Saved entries

########

//! A scripted in-process shell for tests.
//!
//! [`ScriptedLauncher`] behaves like a hooked zsh without spawning
//! anything: it echoes submitted lines, emits markers around each command
//! and understands a handful of commands:
//!
//! | command    | behavior                                          |
//! |------------|---------------------------------------------------|
//! | `echo X`   | prints `X`, status 0                              |
//! | `true`     | status 0                                          |
//! | `false`    | status 1                                          |
//! | `exit N`   | the shell exits with code N                       |
//! | `sleep ..` | runs until Ctrl-C, then status 130                |
//! | `read ..`  | prompts, waits for a line, prints `ok`, status 0  |
//! | other      | `command not found`, status 127                   |
//!
//! A blank line produces no command, only an input-end marker.
//!
//! Launched through the elevation program (`-S -p PROMPT ...`), the shell
//! prints the prompt and starts once it receives a line, unless built with
//! [`ScriptedLauncher::without_elevation_prompt`].

use std::sync::{Arc, Mutex, PoisonError};

use tokio::sync::mpsc;

use shellblock_core::{Error, Result};
use shellblock_engine::{Marker, MarkerCodec};

use crate::pty::{LaunchSpec, LaunchedShell, ShellEvent, ShellLauncher, ShellProcess};

const PROMPT: &[u8] = b"$ ";

/// Test double for [`ShellLauncher`].
#[derive(Debug, Default)]
pub struct ScriptedLauncher {
    hookless: bool,
    fail_writes: bool,
    skip_elevation_prompt: bool,
    chunk_size: Option<usize>,
    launches: Mutex<Vec<LaunchSpec>>,
}

impl ScriptedLauncher {
    /// Shells emit markers whenever the session installs a hook.
    pub fn hooked() -> Self {
        Self::default()
    }

    /// Shells never emit markers, as if the hook failed to load.
    pub fn hookless() -> Self {
        Self {
            hookless: true,
            ..Self::default()
        }
    }

    /// Every write to the shell fails.
    pub fn failing_writes(mut self) -> Self {
        self.fail_writes = true;
        self
    }

    /// Elevation succeeds without asking for a password, as with NOPASSWD.
    pub fn without_elevation_prompt(mut self) -> Self {
        self.skip_elevation_prompt = true;
        self
    }

    /// Deliver output in chunks of at most `size` bytes.
    pub fn with_chunk_size(mut self, size: usize) -> Self {
        self.chunk_size = Some(size.max(1));
        self
    }

    /// Number of shells launched.
    pub fn launch_count(&self) -> usize {
        self.launches.lock().unwrap_or_else(PoisonError::into_inner).len()
    }

    /// The most recent launch request.
    pub fn last_spec(&self) -> Option<LaunchSpec> {
        self.launches
            .lock()
            .unwrap_or_else(PoisonError::into_inner)
            .last()
            .cloned()
    }
}

impl ShellLauncher for ScriptedLauncher {
    fn launch(&self, spec: &LaunchSpec) -> Result<LaunchedShell> {
        self.launches
            .lock()
            .unwrap_or_else(PoisonError::into_inner)
            .push(spec.clone());

        let elevation_prompt = match spec.args.first().map(String::as_str) {
            Some("-S") if !self.skip_elevation_prompt => spec
                .args
                .iter()
                .position(|arg| arg == "-p")
                .and_then(|index| spec.args.get(index + 1))
                .cloned(),
            _ => None,
        };

        let (tx, rx) = mpsc::unbounded_channel();
        let mut shell = ScriptedShell {
            tx: Some(tx),
            codec: if self.hookless { None } else { spec.codec.clone() },
            chunk_size: self.chunk_size,
            running: Running::Nothing,
            awaiting_elevation: elevation_prompt.is_some(),
        };
        match &elevation_prompt {
            Some(prompt) => shell.emit(prompt.as_bytes()),
            None => shell.greet(),
        }

        Ok(LaunchedShell {
            process: Box::new(ScriptedProcess {
                shell: Arc::new(Mutex::new(shell)),
                fail_writes: self.fail_writes,
            }),
            events: rx,
        })
    }
}

#[derive(Debug, Clone, Copy, PartialEq, Eq)]
enum Running {
    Nothing,
    Sleep,
    Read,
}

struct ScriptedShell {
    tx: Option<mpsc::UnboundedSender<ShellEvent>>,
    codec: Option<MarkerCodec>,
    chunk_size: Option<usize>,
    running: Running,
    awaiting_elevation: bool,
}

impl ScriptedShell {
    fn emit(&self, bytes: &[u8]) {
        let Some(tx) = &self.tx else {
            return;
        };
        let size = self.chunk_size.unwrap_or(bytes.len()).max(1);
        for chunk in bytes.chunks(size) {
            let _ = tx.send(ShellEvent::Output(chunk.to_vec()));
        }
    }

    fn marker(&self, marker: Marker) {
        if let Some(codec) = &self.codec {
            self.emit(&codec.encode(&marker));
        }
    }

    fn greet(&self) {
        self.emit(b"scripted shell\r\n");
        // The first prompt runs precmd with no command pending.
        self.marker(Marker::InputEnd);
        self.emit(PROMPT);
    }

    fn finish_command(&mut self, status: i32) {
        self.running = Running::Nothing;
        self.marker(Marker::OutputEnd(status));
        self.emit(PROMPT);
    }

    fn exit(&mut self, code: u32) {
        if let Some(tx) = self.tx.take() {
            let _ = tx.send(ShellEvent::Exited(Some(code)));
        }
    }

    fn input(&mut self, bytes: &[u8]) {
        if self.awaiting_elevation {
            self.awaiting_elevation = false;
            self.emit(b"\r\n");
            self.greet();
            return;
        }

        match self.running {
            Running::Sleep | Running::Read if bytes.contains(&0x03) => {
                self.emit(b"^C\r\n");
                self.finish_command(130);
            }
            Running::Read if bytes.contains(&b'\r') => {
                self.emit(b"\r\nok\r\n");
                self.finish_command(0);
            }
            Running::Sleep | Running::Read => {}
            Running::Nothing => self.line(&command_line(bytes)),
        }
    }

    fn line(&mut self, line: &str) {
        self.emit(line.as_bytes());
        self.emit(b"\r\n");

        if line.trim().is_empty() {
            self.marker(Marker::InputEnd);
            self.emit(PROMPT);
            return;
        }

        self.marker(Marker::InputStart(line.as_bytes().to_vec()));
        self.marker(Marker::InputEnd);
        self.marker(Marker::OutputStart);

        let (program, rest) = line
            .trim()
            .split_once(' ')
            .unwrap_or((line.trim(), ""));
        match program {
            "echo" => {
                self.emit(format!("{rest}\r\n").as_bytes());
                self.finish_command(0);
            }
            "true" => self.finish_command(0),
            "false" => self.finish_command(1),
            "exit" => self.exit(rest.trim().parse().unwrap_or(0)),
            "sleep" => self.running = Running::Sleep,
            "read" => {
                self.emit(b"Password: ");
                self.running = Running::Read;
            }
            other => {
                self.emit(format!("zsh: command not found: {other}\r\n").as_bytes());
                self.finish_command(127);
            }
        }
    }
}

/// Recover the submitted line from the bytes a session writes.
fn command_line(bytes: &[u8]) -> String {
    let text = String::from_utf8_lossy(bytes);
    let text = text.trim_start_matches("\x05\x15");
    let text = text.strip_suffix('\r').unwrap_or(text);
    text.replace("\x1b[200~", "").replace("\x1b[201~", "")
}

struct ScriptedProcess {
    shell: Arc<Mutex<ScriptedShell>>,
    fail_writes: bool,
}

impl ShellProcess for ScriptedProcess {
    fn write(&self, bytes: &[u8]) -> Result<()> {
        if self.fail_writes {
            return Err(Error::PtyError("scripted write failure".to_string()));
        }
        let mut shell = self.shell.lock().unwrap_or_else(PoisonError::into_inner);
        if shell.tx.is_none() {
            return Err(Error::PtyError("shell has exited".to_string()));
        }
        shell.input(bytes);
        Ok(())
    }

    fn kill(&self) -> Result<()> {
        self.shell
            .lock()
            .unwrap_or_else(PoisonError::into_inner)
            .tx
            .take();
        Ok(())
    }

    fn pid(&self) -> Option<u32> {
        None
    }
}

#[cfg(test)]
mod tests {
    use super::*;

    fn spec(codec: Option<MarkerCodec>) -> LaunchSpec {
        LaunchSpec {
            program: "zsh".to_string(),
            args: vec!["-i".to_string()],
            env: Vec::new(),
            cwd: None,
            rows: 24,
            cols: 80,
            codec,
        }
    }

    fn drain(events: &mut mpsc::UnboundedReceiver<ShellEvent>) -> Vec<u8> {
        drain_all(events).0
    }

    fn drain_all(events: &mut mpsc::UnboundedReceiver<ShellEvent>) -> (Vec<u8>, Option<Option<u32>>) {
        let mut out = Vec::new();
        let mut exit = None;
        while let Ok(event) = events.try_recv() {
            match event {
                ShellEvent::Output(bytes) => out.extend(bytes),
                ShellEvent::Exited(code) => exit = Some(code),
            }
        }
        (out, exit)
    }

    #[test]
    fn test_command_line_unwraps_paste() {
        assert_eq!(command_line(b"\x05\x15\x1b[200~echo hi\x1b[201~\r"), "echo hi");
        assert_eq!(command_line(b"ls\r"), "ls");
    }

    #[test]
    fn test_hooked_echo_emits_markers() {
        let codec = MarkerCodec::new("feed");
        let mut launched = ScriptedLauncher::hooked()
            .launch(&spec(Some(codec.clone())))
            .unwrap();
        let greeting = drain(&mut launched.events);
        assert!(greeting.ends_with(&[codec.encode(&Marker::InputEnd), PROMPT.to_vec()].concat()));

        launched.process.write(b"echo hi\r").unwrap();
        let out = drain(&mut launched.events);
        let expected = [
            b"echo hi\r\n".to_vec(),
            codec.encode(&Marker::InputStart(b"echo hi".to_vec())),
            codec.encode(&Marker::InputEnd),
            codec.encode(&Marker::OutputStart),
            b"hi\r\n".to_vec(),
            codec.encode(&Marker::OutputEnd(0)),
            PROMPT.to_vec(),
        ]
        .concat();
        assert_eq!(out, expected);
    }

    #[test]
    fn test_hookless_has_no_markers() {
        let mut launched = ScriptedLauncher::hookless()
            .launch(&spec(Some(MarkerCodec::new("feed"))))
            .unwrap();
        launched.process.write(b"echo hi\r").unwrap();
        let out = String::from_utf8(drain(&mut launched.events)).unwrap();
        assert!(!out.contains('\x1b'));
        assert!(out.contains("hi\r\n"));
    }

    #[test]
    fn test_exit_and_kill() {
        let launcher = ScriptedLauncher::hooked();
        let mut launched = launcher.launch(&spec(None)).unwrap();
        launched.process.write(b"exit 4\r").unwrap();
        let (_, exit) = drain_all(&mut launched.events);
        assert_eq!(exit, Some(Some(4)));
        assert!(launched.process.write(b"x\r").is_err());
        assert_eq!(launcher.launch_count(), 1);

        let mut other = launcher.launch(&spec(None)).unwrap();
        other.process.kill().unwrap();
        let (_, exit) = drain_all(&mut other.events);
        assert_eq!(exit, None);
        assert!(other.events.try_recv().is_err());
    }

    #[test]
    fn test_elevation_prompt_gates_greeting() {
        let mut elevated = spec(None);
        elevated.program = "sudo".to_string();
        elevated.args = ["-S", "-k", "-p", "pw? ", "env", "zsh", "-i"]
            .map(String::from)
            .to_vec();

        let mut launched = ScriptedLauncher::hooked().launch(&elevated).unwrap();
        assert_eq!(drain(&mut launched.events), b"pw? ");
        launched.process.write(b"secret\r").unwrap();
        let out = String::from_utf8(drain(&mut launched.events)).unwrap();
        assert!(out.contains("scripted shell"));
        assert!(!out.contains("secret"));

        let mut launched = ScriptedLauncher::hooked()
            .without_elevation_prompt()
            .launch(&elevated)
            .unwrap();
        let out = String::from_utf8(drain(&mut launched.events)).unwrap();
        assert!(out.starts_with("scripted shell"));
    }
}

########

__Assigned task__
Only the lines from the one containing "let (_, exit) = drain_all(&mut other.events);" through the last line above belong in your answer. Retype them exactly.

__Output of the exercise__
        let (_, exit) = drain_all(&mut other.events);
        assert_eq!(exit, None);
        assert!(other.events.try_recv().is_err());
    }

    #[test]
    fn test_elevation_prompt_gates_greeting() {
        let mut elevated = spec(None);
        elevated.program = "sudo".to_string();
        elevated.args = ["-S", "-k", "-p", "pw? ", "env", "zsh", "-i"]
            .map(String::from)
            .to_vec();

        let mut launched = ScriptedLauncher::hooked().launch(&elevated).unwrap();
        assert_eq!(drain(&mut launched.events), b"pw? ");
        launched.process.write(b"secret\r").unwrap();
        let out = String::from_utf8(drain(&mut launched.events)).unwrap();
        assert!(out.contains("scripted shell"));
        assert!(!out.contains("secret"));

        let mut launched = ScriptedLauncher::hooked()
            .without_elevation_prompt()
            .launch(&elevated)
            .unwrap();
        let out = String::from_utf8(drain(&mut launched.events)).unwrap();
        assert!(out.starts_with("scripted shell"));
    }
}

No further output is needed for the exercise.